Como sabemos, la legitimidad política no solo proviene del cumplimiento de la legalidad. Cabe preguntarse entonces si la gestión del gobierno encabezado por el nulo e ilegítimo, desde 2013 a este momento, se ha correspondido con el principio del bien común.

Aunque en alguna medida vuelva sobre afirmaciones que son recurrentes en este espacio, es ineludible repetir: el régimen ha construido una falsa legalidad paralela, un conjunto de medidas que cumplen con los objetivos de neutralizar y criminalizar a los que disentimos. El régimen ha vulnerado los más elementales derechos de las familias venezolanas: a comer, a vestirse, a proteger y atender la salud, a educarse y caminar por las calles, sin el riesgo de perder la vida a manos de un criminal.

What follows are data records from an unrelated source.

#[cfg(test)]
mod tests {
    use super::*;
    use crate::owners::MockOwnerStore;
    use k8s_openapi::apimachinery::pkg::apis::meta::v1::Time;
    use reclaim_aws::fake::FakeProvider;
    use reclaim_common::crd::NodeTemplateSpec;
    use reclaim_common::events::RecordingEventPublisher;
    use reclaim_common::{ProviderErrorKind, Settings, INFRASTRUCTURE_FINALIZER};

    fn template(name: &str, with_finalizer: bool) -> NodeTemplate {
        let mut t = NodeTemplate::new(name, NodeTemplateSpec::default());
        t.metadata.namespace = Some("default".to_string());
        t.metadata.uid = Some(format!("uid-{}", name));
        if with_finalizer {
            t.metadata.finalizers = Some(vec![INFRASTRUCTURE_FINALIZER.to_string()]);
        }
        t
    }

    fn deleting(name: &str) -> NodeTemplate {
        let mut t = template(name, true);
        t.metadata.deletion_timestamp = Some(Time(chrono::Utc::now()));
        t
    }

    struct Harness {
        fake: Arc<FakeProvider>,
        events: Arc<RecordingEventPublisher>,
    }

    impl Harness {
        fn new() -> Self {
            Self {
                fake: Arc::new(FakeProvider::new()),
                events: Arc::new(RecordingEventPublisher::new()),
            }
        }

        fn context(&self, owners: MockOwnerStore) -> Arc<Context> {
            let settings = Settings::new("prod").unwrap();
            let manager =
                InfrastructureManager::new(&settings, self.fake.clone(), self.fake.clone());
            Arc::new(Context::new(
                Arc::new(owners),
                Some(manager),
                self.events.clone(),
                Duration::from_secs(60),
            ))
        }
    }

    #[tokio::test]
    async fn new_template_gets_finalizer_and_infrastructure() {
        let harness = Harness::new();
        let mut owners = MockOwnerStore::new();
        owners
            .expect_add_finalizer()
            .withf(|ns, name| ns == "default" && name == "a")
            .times(1)
            .returning(|_, _| Ok(()));
        owners
            .expect_patch_status()
            .withf(|_, _, status| status.phase == NodeTemplatePhase::Ready)
            .times(1)
            .returning(|_, _, _| Ok(()));

        let ctx = harness.context(owners);
        let action = reconcile(Arc::new(template("a", false)), ctx)
            .await
            .unwrap();

        assert_eq!(action, Action::requeue(RESYNC_INTERVAL));
        assert_eq!(harness.fake.calls("CreateQueue"), 1);
        assert_eq!(harness.fake.calls("PutRule"), 4);
        assert_eq!(harness.events.calls(reasons::INFRASTRUCTURE_READY), 1);
    }

    #[tokio::test]
    async fn unchanged_ready_status_is_not_patched() {
        let harness = Harness::new();
        let mut owners = MockOwnerStore::new();
        owners.expect_patch_status().never();
        owners.expect_add_finalizer().never();

        let mut t = template("a", true);
        t.status = Some(NodeTemplateStatus {
            phase: NodeTemplatePhase::Ready,
            message: None,
            queue_name: Some("prod".to_string()),
        });

        let ctx = harness.context(owners);
        reconcile(Arc::new(t), ctx).await.unwrap();
        assert!(harness.events.is_empty());
    }

    #[tokio::test]
    async fn permission_denied_fails_reconcile_and_records_status() {
        let harness = Harness::new();
        harness
            .fake
            .fail_always("CreateQueue", ProviderErrorKind::PermissionDenied);
        let mut owners = MockOwnerStore::new();
        owners
            .expect_patch_status()
            .withf(|_, _, status| status.phase == NodeTemplatePhase::Failed)
            .times(1)
            .returning(|_, _, _| Ok(()));

        let ctx = harness.context(owners);
        let err = reconcile(Arc::new(template("a", true)), ctx.clone())
            .await
            .unwrap_err();
        assert!(err.is_retryable());
        assert_eq!(harness.events.calls(reasons::INFRASTRUCTURE_FAILED), 1);

        let action = error_policy(Arc::new(template("a", true)), &err, ctx.clone());
        assert_eq!(action, Action::requeue(Duration::from_secs(5)));
        assert_eq!(ctx.failure_count("default/a"), 1);
    }

    #[tokio::test]
    async fn recently_deleted_requeues_after_a_minute() {
        let harness = Harness::new();
        harness
            .fake
            .fail_always("CreateQueue", ProviderErrorKind::RecentlyDeleted);
        let mut owners = MockOwnerStore::new();
        owners
            .expect_patch_status()
            .withf(|_, _, status| status.phase == NodeTemplatePhase::Pending)
            .returning(|_, _, _| Ok(()));

        let ctx = harness.context(owners);
        let action = reconcile(Arc::new(template("a", true)), ctx)
            .await
            .unwrap();
        assert_eq!(action, Action::requeue(Duration::from_secs(60)));
        assert_eq!(harness.fake.calls("CreateQueue"), 1);
    }

    #[tokio::test]
    async fn deletion_with_other_owners_only_releases_finalizer() {
        let harness = Harness::new();
        let mut owners = MockOwnerStore::new();
        owners
            .expect_list_templates()
            .returning(|| Ok(vec![deleting("a"), template("b", true)]));
        owners.expect_patch_status().returning(|_, _, _| Ok(()));
        owners
            .expect_remove_finalizer()
            .withf(|ns, name| ns == "default" && name == "a")
            .times(1)
            .returning(|_, _| Ok(()));

        let ctx = harness.context(owners);
        let action = reconcile(Arc::new(deleting("a")), ctx).await.unwrap();

        assert_eq!(action, Action::await_change());
        assert_eq!(harness.fake.calls("ListRules"), 0);
        assert_eq!(harness.fake.calls("DeleteQueue"), 0);
        assert!(harness.events.is_empty());
    }

    #[tokio::test]
    async fn deleting_last_owner_tears_down_then_releases_finalizer() {
        let harness = Harness::new();
        let settings = Settings::new("prod").unwrap();
        InfrastructureManager::new(&settings, harness.fake.clone(), harness.fake.clone())
            .ensure()
            .await
            .unwrap();

        let mut owners = MockOwnerStore::new();
        owners
            .expect_list_templates()
            .returning(|| Ok(vec![deleting("a")]));
        owners.expect_patch_status().returning(|_, _, _| Ok(()));
        owners
            .expect_remove_finalizer()
            .times(1)
            .returning(|_, _| Ok(()));

        let ctx = harness.context(owners);
        reconcile(Arc::new(deleting("a")), ctx).await.unwrap();

        assert_eq!(harness.fake.calls("DeleteQueue"), 1);
        assert_eq!(harness.fake.calls("DeleteRule"), 4);
        assert_eq!(harness.events.calls(reasons::INFRASTRUCTURE_DELETED), 1);
    }

    #[tokio::test]
    async fn failed_teardown_keeps_finalizer() {
        let harness = Harness::new();
        harness
            .fake
            .fail_always("ListRules", ProviderErrorKind::PermissionDenied);
        let mut owners = MockOwnerStore::new();
        owners
            .expect_list_templates()
            .returning(|| Ok(vec![deleting("a")]));
        owners.expect_patch_status().returning(|_, _, _| Ok(()));
        owners.expect_remove_finalizer().never();

        let ctx = harness.context(owners);
        assert!(reconcile(Arc::new(deleting("a")), ctx).await.is_err());
    }

    #[tokio::test]
    async fn deletion_without_finalizer_is_noop() {
        let harness = Harness::new();
        let mut owners = MockOwnerStore::new();
        owners.expect_list_templates().never();
        owners.expect_remove_finalizer().never();

        let mut t = deleting("a");
        t.metadata.finalizers = None;
        let ctx = harness.context(owners);
        let action = reconcile(Arc::new(t), ctx).await.unwrap();
        assert_eq!(action, Action::await_change());
    }

    #[tokio::test]
    async fn disabled_interruption_handling_skips_infrastructure() {
        let mut owners = MockOwnerStore::new();
        owners.expect_add_finalizer().never();
        owners.expect_patch_status().returning(|_, _, _| Ok(()));
        let ctx = Arc::new(Context::new(
            Arc::new(owners),
            None,
            Arc::new(RecordingEventPublisher::new()),
            Duration::from_secs(60),
        ));

        let action = reconcile(Arc::new(template("a", false)), ctx)
            .await
            .unwrap();
        assert_eq!(action, Action::requeue(RESYNC_INTERVAL));
    }

    #[test]
    fn backoff_grows_and_caps() {
        assert_eq!(backoff_delay(1), Duration::from_secs(5));
        assert_eq!(backoff_delay(2), Duration::from_secs(10));
        assert_eq!(backoff_delay(4), Duration::from_secs(40));
        assert_eq!(backoff_delay(7), Duration::from_secs(300));
        assert_eq!(backoff_delay(u32::MAX), Duration::from_secs(300));
    }

    #[test]
    fn success_resets_backoff() {
        let ctx = Context::new(
            Arc::new(MockOwnerStore::new()),
            None,
            Arc::new(RecordingEventPublisher::new()),
            Duration::from_secs(60),
        );
        assert_eq!(ctx.next_backoff("default/a"), Duration::from_secs(5));
        assert_eq!(ctx.next_backoff("default/a"), Duration::from_secs(10));
        ctx.reset_backoff("default/a");
        assert_eq!(ctx.failure_count("default/a"), 0);
        assert_eq!(ctx.next_backoff("default/a"), Duration::from_secs(5));
    }
}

El régimen se ha apropiado de los bienes y los recursos de la nación, y ha ejecutado el saqueo más extremo y despiadado del que se tenga memoria en el mundo moderno.

El régimen mata a pacientes por falta de oxígeno, por falta de diálisis, por falta de medicamentos para enfermedades terminales, por falta de comida, de insumos o de camas en los hospitales. El régimen mata a quienes menguan y mueren carcomidos por el hambre. Mata en los quirófanos infectados de bacterias. Mata a los ancianos que se levantan en las madrugadas a hacer colas de ocho horas para comprar un pedazo de pollo o que reciben pensiones de monto miserable. Mata las esperanzas y el futuro de quienes no pueden continuar en las escuelas por falta de pan, transporte, cuadernos y lápices. Mata a los que pierden sus empleos cada día, mientras las empresas sucumben a medidas enloquecidas y ajenas a la realidad de los procesos económicos. Mata a los que mueren en los hospitales del país, durante los cada vez más recurrentes y extensos cortes de energía eléctrica. Mata a los presos políticos, a los que niega respuesta médica. Mata con balas en las protestas. Mata, apresa y tortura. Mata y niega el derecho de informarse. Mata y cierra medios de comunicación. Mata y bloquea el acceso a la web. Mata como resultado de sus alianzas y negocios con bandas de narco-terroristas como el ELN y las FARC.

Porque es la muerte, en sus más diversas formas, el resultado del régimen: muerte del ánimo, de la esperanza, de la política activa, de líderes como Fernando Albán. Muerte de los derechos humanos. Muerte y más muerte. En consecuencia, en tanto que Maduro es ilegítimo en todos sus extremos desde marzo de 2013, la llegada del próximo 10 de enero no cambiará su carácter. Si en esa fecha todavía está en el poder, al ilegítimo se le añadirá una capa más de ilegitimidad. Una sobre muchas otras.